AIM OF THE EXERCISE ▸ Only the lines of the data below from the one with "one belongs to" through the one with "Some(found) if found" are wanted. Repeat them exactly.

GIVEN INFORMATION ▸
//! On-disk cache entries: local shallow/sparse checkouts

use std::path::{Path, PathBuf};

/// Directory whose presence marks a checkout.
pub const GIT_DIR: &str = ".git";

/// One local checkout location and whether version-control metadata is
/// already present there.
#[derive(Debug, Clone, PartialEq, Eq)]
pub struct CacheEntry {
    path: PathBuf,
    exists: bool,
}

impl CacheEntry {
    /// Inspect `path`. Pure filesystem check, no git invocation.
    pub fn probe(path: &Path) -> Self {
        Self {
            path: path.to_path_buf(),
            exists: path.join(GIT_DIR).exists(),
        }
    }

    pub fn path(&self) -> &Path {
        &self.path
    }

    /// Whether a checkout already exists at this path.
    pub fn exists(&self) -> bool {
        self.exists
    }

    pub fn git_dir(&self) -> PathBuf {
        self.path.join(GIT_DIR)
    }

    /// Location of the sparse-checkout allow-list.
    pub fn sparse_checkout_file(&self) -> PathBuf {
        self.git_dir().join("info").join("sparse-checkout")
    }
}
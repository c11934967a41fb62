//! # Shallow Sparse Checkout Engine
//!
//! This module provides the `RepositoryManager`, which materializes a
//! `RemoteSource` as a local shallow (depth 1), optionally sparse checkout
//! and reports the timestamp of the latest commit it checked out.
//!
//! ## Design
//!
//! Git access goes through the `GitOperations` trait. The application uses
//! `DefaultGitOperations`, which wraps the system `git` command (see
//! `crate::git`); tests substitute a mock to count network operations and
//! simulate failures without touching a real remote.
//!
//! ## Sync sequence
//!
//! 1.  Probe the cache entry at the target path. A missing entry is
//!     initialized: `git init`, the SSH command, the `origin` remote and, for
//!     sparse sources, the allow-list, all before the first fetch. An
//!     existing entry must already point at the same remote.
//! 2.  Ask the sync policy (`crate::policy`) how to proceed and run the plan:
//!     fetch + (reset) + forced checkout, or local checkout with a single
//!     fetch-and-retry on failure, or no git operation at all.
//! 3.  A checkout that leaves nothing of the declared subtrees is reported as
//!     `SyncStatus::SparseAbsent`, not as an error.
//! 4.  On success, the committer time of the checked-out commit is read.
//!
//! If an entry created by the current call fails to sync, its `.git`
//! metadata is removed again so no half-initialized entry survives.

use std::fs;
use std::path::Path;

use chrono::{DateTime, FixedOffset};
use log::{debug, info};

use crate::cache::CacheEntry;
use crate::config::{RefreshMode, RemoteSource};
use crate::defaults::{REMOTE_NAME, SSH_COMMAND};
use crate::error::{Error, Result};
pub use crate::git::CheckoutStatus;
use crate::policy::{self, SyncPlan};

/// Trait for git operations - allows mocking in tests
pub trait GitOperations: Send + Sync {
    fn init(&self, repo_path: &Path) -> Result<()>;

    fn set_config(&self, repo_path: &Path, key: &str, value: &str) -> Result<()>;

    fn add_remote(&self, repo_path: &Path, name: &str, url: &str) -> Result<()>;

    fn remote_url(&self, repo_path: &Path, name: &str) -> Result<Option<String>>;

    /// Depth-1 fetch of one branch. The only operation that uses the
    /// network.
    fn fetch_shallow(&self, repo_path: &Path, remote: &str, branch: &str) -> Result<()>;

    fn reset_hard(&self, repo_path: &Path) -> Result<()>;

    fn checkout_force(&self, repo_path: &Path, rev: &str) -> Result<CheckoutStatus>;

    fn tree_has_any(&self, repo_path: &Path, rev: &str, paths: &[String]) -> Result<bool>;

    fn rev_exists(&self, repo_path: &Path, rev: &str) -> bool;

    fn commit_time(&self, repo_path: &Path, rev: &str) -> Result<DateTime<FixedOffset>>;
}

/// The default implementation of `GitOperations`, which uses the system's
/// `git` command.
pub struct DefaultGitOperations;

impl GitOperations for DefaultGitOperations {
    fn init(&self, repo_path: &Path) -> Result<()> {
        crate::git::init(repo_path)
    }

    fn set_config(&self, repo_path: &Path, key: &str, value: &str) -> Result<()> {
        crate::git::set_config(repo_path, key, value)
    }

    fn add_remote(&self, repo_path: &Path, name: &str, url: &str) -> Result<()> {
        crate::git::add_remote(repo_path, name, url)
    }

    fn remote_url(&self, repo_path: &Path, name: &str) -> Result<Option<String>> {
        crate::git::remote_url(repo_path, name)
    }

    fn fetch_shallow(&self, repo_path: &Path, remote: &str, branch: &str) -> Result<()> {
        crate::git::fetch_shallow(repo_path, remote, branch)
    }

    fn reset_hard(&self, repo_path: &Path) -> Result<()> {
        crate::git::reset_hard(repo_path)
    }

    fn checkout_force(&self, repo_path: &Path, rev: &str) -> Result<CheckoutStatus> {
        crate::git::checkout_force(repo_path, rev)
    }

    fn tree_has_any(&self, repo_path: &Path, rev: &str, paths: &[String]) -> Result<bool> {
        crate::git::tree_has_any(repo_path, rev, paths)
    }

    fn rev_exists(&self, repo_path: &Path, rev: &str) -> bool {
        crate::git::rev_exists(repo_path, rev)
    }

    fn commit_time(&self, repo_path: &Path, rev: &str) -> Result<DateTime<FixedOffset>> {
        crate::git::commit_time(repo_path, rev)
    }
}

/// How a synchronization attempt ended, when it did not fail.
#[derive(Debug, Clone, Copy, PartialEq, Eq)]
pub enum SyncStatus {
    /// The source is checked out (or its refs are current) at a commit made
    /// at `modified_at`.
    CheckedOut { modified_at: DateTime<FixedOffset> },
    /// The declared subtrees do not exist on the branch; there is nothing
    /// to read.
    SparseAbsent,
    /// No local checkout exists and the refresh mode forbids creating one.
    NotCached,
}

/// Outcome of one synchronization attempt. Transient, never persisted.
#[derive(Debug, Clone, Copy, PartialEq, Eq)]
pub struct FetchResult {
    /// Whether the cache entry was created by this attempt.
    pub newly_initialized: bool,
    pub status: SyncStatus,
}

impl FetchResult {
    pub fn success(&self) -> bool {
        matches!(self.status, SyncStatus::CheckedOut { .. })
    }

    /// Timestamp of the most recent commit, absent unless successful.
    pub fn modified_at(&self) -> Option<DateTime<FixedOffset>> {
        match self.status {
            SyncStatus::CheckedOut { modified_at } => Some(modified_at),
            _ => None,
        }
    }
}

/// The checkout engine.
///
/// Holds the refresh mode for the whole run; every source is synchronized
/// under the same policy.
pub struct RepositoryManager {
    git_ops: Box<dyn GitOperations>,
    mode: RefreshMode,
}

impl RepositoryManager {
    /// Creates a `RepositoryManager` backed by the system `git` command.
    pub fn new(mode: RefreshMode) -> Self {
        Self {
            git_ops: Box::new(DefaultGitOperations),
            mode,
        }
    }

    /// Creates a `RepositoryManager` with a custom `GitOperations`
    /// implementation.
    pub fn with_operations(git_ops: Box<dyn GitOperations>, mode: RefreshMode) -> Self {
        Self { git_ops, mode }
    }

    pub fn mode(&self) -> RefreshMode {
        self.mode
    }

    /// Synchronize `source` into a working-tree checkout at `path`.
    pub fn sync(&self, path: &Path, source: &RemoteSource) -> Result<FetchResult> {
        let entry = CacheEntry::probe(path);
        let plan = policy::plan(self.mode, &entry);
        debug!(
            "Sync {} ({}) into {}: {:?}",
            source.url(),
            source.branch(),
            path.display(),
            plan
        );

        if !entry.exists() && !plan.initializes() {
            return Ok(FetchResult {
                newly_initialized: false,
                status: SyncStatus::NotCached,
            });
        }

        let newly_initialized = !entry.exists();
        let created_dir = !path.exists();
        let outcome = self
            .prepare(&entry, source)
            .and_then(|_| self.run_plan(&entry, source, plan));

        let status = match outcome {
            Ok(status) => status,
            Err(e) => {
                if newly_initialized {
                    rollback(&entry, created_dir);
                }
                return Err(e);
            }
        };

        match status {
            SyncStatus::CheckedOut { modified_at } => info!(
                "Checked out {}@{} into {} (last commit {})",
                source.url(),
                source.branch(),
                path.display(),
                modified_at.to_rfc3339()
            ),
            SyncStatus::SparseAbsent => info!(
                "{}@{} has none of [{}], nothing to read",
                source.url(),
                source.branch(),
                source.subtrees().join(", ")
            ),
            SyncStatus::NotCached => {}
        }

        Ok(FetchResult {
            newly_initialized,
            status,
        })
    }

    /// Bring the refs of `url`@`branch` up to date in a checkout at `path`
    /// without materializing a working tree, and read the timestamp of the
    /// branch tip.
    pub fn sync_bare(&self, path: &Path, url: &str, branch: &str) -> Result<FetchResult> {
        let source = RemoteSource::new(url, Some(branch));
        let entry = CacheEntry::probe(path);

        if self.mode == RefreshMode::Skip && !entry.exists() {
            return Ok(FetchResult {
                newly_initialized: false,
                status: SyncStatus::NotCached,
            });
        }

        let newly_initialized = !entry.exists();
        let created_dir = !path.exists();
        let outcome = self.prepare(&entry, &source).and_then(|_| {
            let tracking = source.tracking_ref();
            let known = !newly_initialized && self.git_ops.rev_exists(path, &tracking);
            if policy::should_fetch_refs(self.mode, &entry, known) {
                self.git_ops
                    .fetch_shallow(path, REMOTE_NAME, source.branch())?;
            } else if !known {
                return Ok(SyncStatus::NotCached);
            }
            let modified_at = self.git_ops.commit_time(path, &tracking)?;
            Ok(SyncStatus::CheckedOut { modified_at })
        });

        match outcome {
            Ok(status) => Ok(FetchResult {
                newly_initialized,
                status,
            }),
            Err(e) => {
                if newly_initialized {
                    rollback(&entry, created_dir);
                }
                Err(e)
            }
        }
    }

    /// Initialize a missing entry, or check that an existing one belongs to
    /// `source`.
    fn prepare(&self, entry: &CacheEntry, source: &RemoteSource) -> Result<()> {
        let path = entry.path();
        if entry.exists() {
            return match self.git_ops.remote_url(path, REMOTE_NAME)? {
                Some(found) if found == source.url() => Ok(()),
                Some(found) => Err(Error::RemoteMismatch {
                    path: path.to_path_buf(),
                    expected: source.url().to_string(),
                    found,
                }),
                None => self.git_ops.add_remote(path, REMOTE_NAME, source.url()),
            };
        }

        self.git_ops.init(path)?;
        self.git_ops.set_config(path, "core.sshCommand", SSH_COMMAND)?;
        self.git_ops.add_remote(path, REMOTE_NAME, source.url())?;

        if source.is_sparse() {
            self.git_ops.set_config(path, "core.sparseCheckout", "true")?;
            let sparse_file = entry.sparse_checkout_file();
            if let Some(info_dir) = sparse_file.parent() {
                fs::create_dir_all(info_dir)?;
            }
            let mut allow_list = source.subtrees().join("\n");
            allow_list.push('\n');
            fs::write(&sparse_file, allow_list)?;
        }
        Ok(())
    }

    fn run_plan(
        &self,
        entry: &CacheEntry,
        source: &RemoteSource,
        plan: SyncPlan,
    ) -> Result<SyncStatus> {
        let path = entry.path();
        match plan {
            SyncPlan::FetchThenCheckout { reset } => {
                self.git_ops
                    .fetch_shallow(path, REMOTE_NAME, source.branch())?;
                if reset {
                    self.git_ops.reset_hard(path)?;
                }
                self.checkout_tip(path, source)
            }
            SyncPlan::CheckoutThenFetch => match self.checkout_tip(path, source) {
                Ok(status) => Ok(status),
                Err(first) => {
                    debug!(
                        "Local checkout of {} failed ({}), fetching",
                        source.tracking_ref(),
                        first
                    );
                    self.git_ops
                        .fetch_shallow(path, REMOTE_NAME, source.branch())?;
                    self.checkout_tip(path, source)
                        .map_err(|e| Error::Checkout {
                            url: source.url().to_string(),
                            branch: source.branch().to_string(),
                            message: e.to_string(),
                        })
                }
            },
            SyncPlan::UseAsIs => {
                if source.is_sparse() && !self.git_ops.tree_has_any(path, "HEAD", source.subtrees())? {
                    return Ok(SyncStatus::SparseAbsent);
                }
                let modified_at = self.git_ops.commit_time(path, "HEAD")?;
                Ok(SyncStatus::CheckedOut { modified_at })
            }
            SyncPlan::Unavailable => Ok(SyncStatus::NotCached),
        }
    }

    fn checkout_tip(&self, path: &Path, source: &RemoteSource) -> Result<SyncStatus> {
        if self.git_ops.checkout_force(path, &source.tracking_ref())? == CheckoutStatus::SparseEmpty {
            return Ok(SyncStatus::SparseAbsent);
        }
        // Recent git versions accept an empty sparse checkout, so the tree
        // itself is the authority on whether the subtrees exist.
        if source.is_sparse() && !self.git_ops.tree_has_any(path, "HEAD", source.subtrees())? {
            return Ok(SyncStatus::SparseAbsent);
        }
        let modified_at = self.git_ops.commit_time(path, "HEAD")?;
        Ok(SyncStatus::CheckedOut { modified_at })
    }
}

/// Remove the metadata of an entry created by a failed sync.
fn rollback(entry: &CacheEntry, created_dir: bool) {
    let git_dir = entry.git_dir();
    if git_dir.exists() {
        if let Err(e) = fs::remove_dir_all(&git_dir) {
            log::warn!(
                "Could not remove partial checkout metadata at {}: {}",
                git_dir.display(),
                e
            );
        }
    }
    if created_dir {
        // Only succeeds if nothing else was written there.
        let _ = fs::remove_dir(entry.path());
    }
}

RESPONSE BELOW ▸
    /// Initialize a missing entry, or check that an existing one belongs to
    /// `source`.
    fn prepare(&self, entry: &CacheEntry, source: &RemoteSource) -> Result<()> {
        let path = entry.path();
        if entry.exists() {
            return match self.git_ops.remote_url(path, REMOTE_NAME)? {
                Some(found) if found == source.url() => Ok(()),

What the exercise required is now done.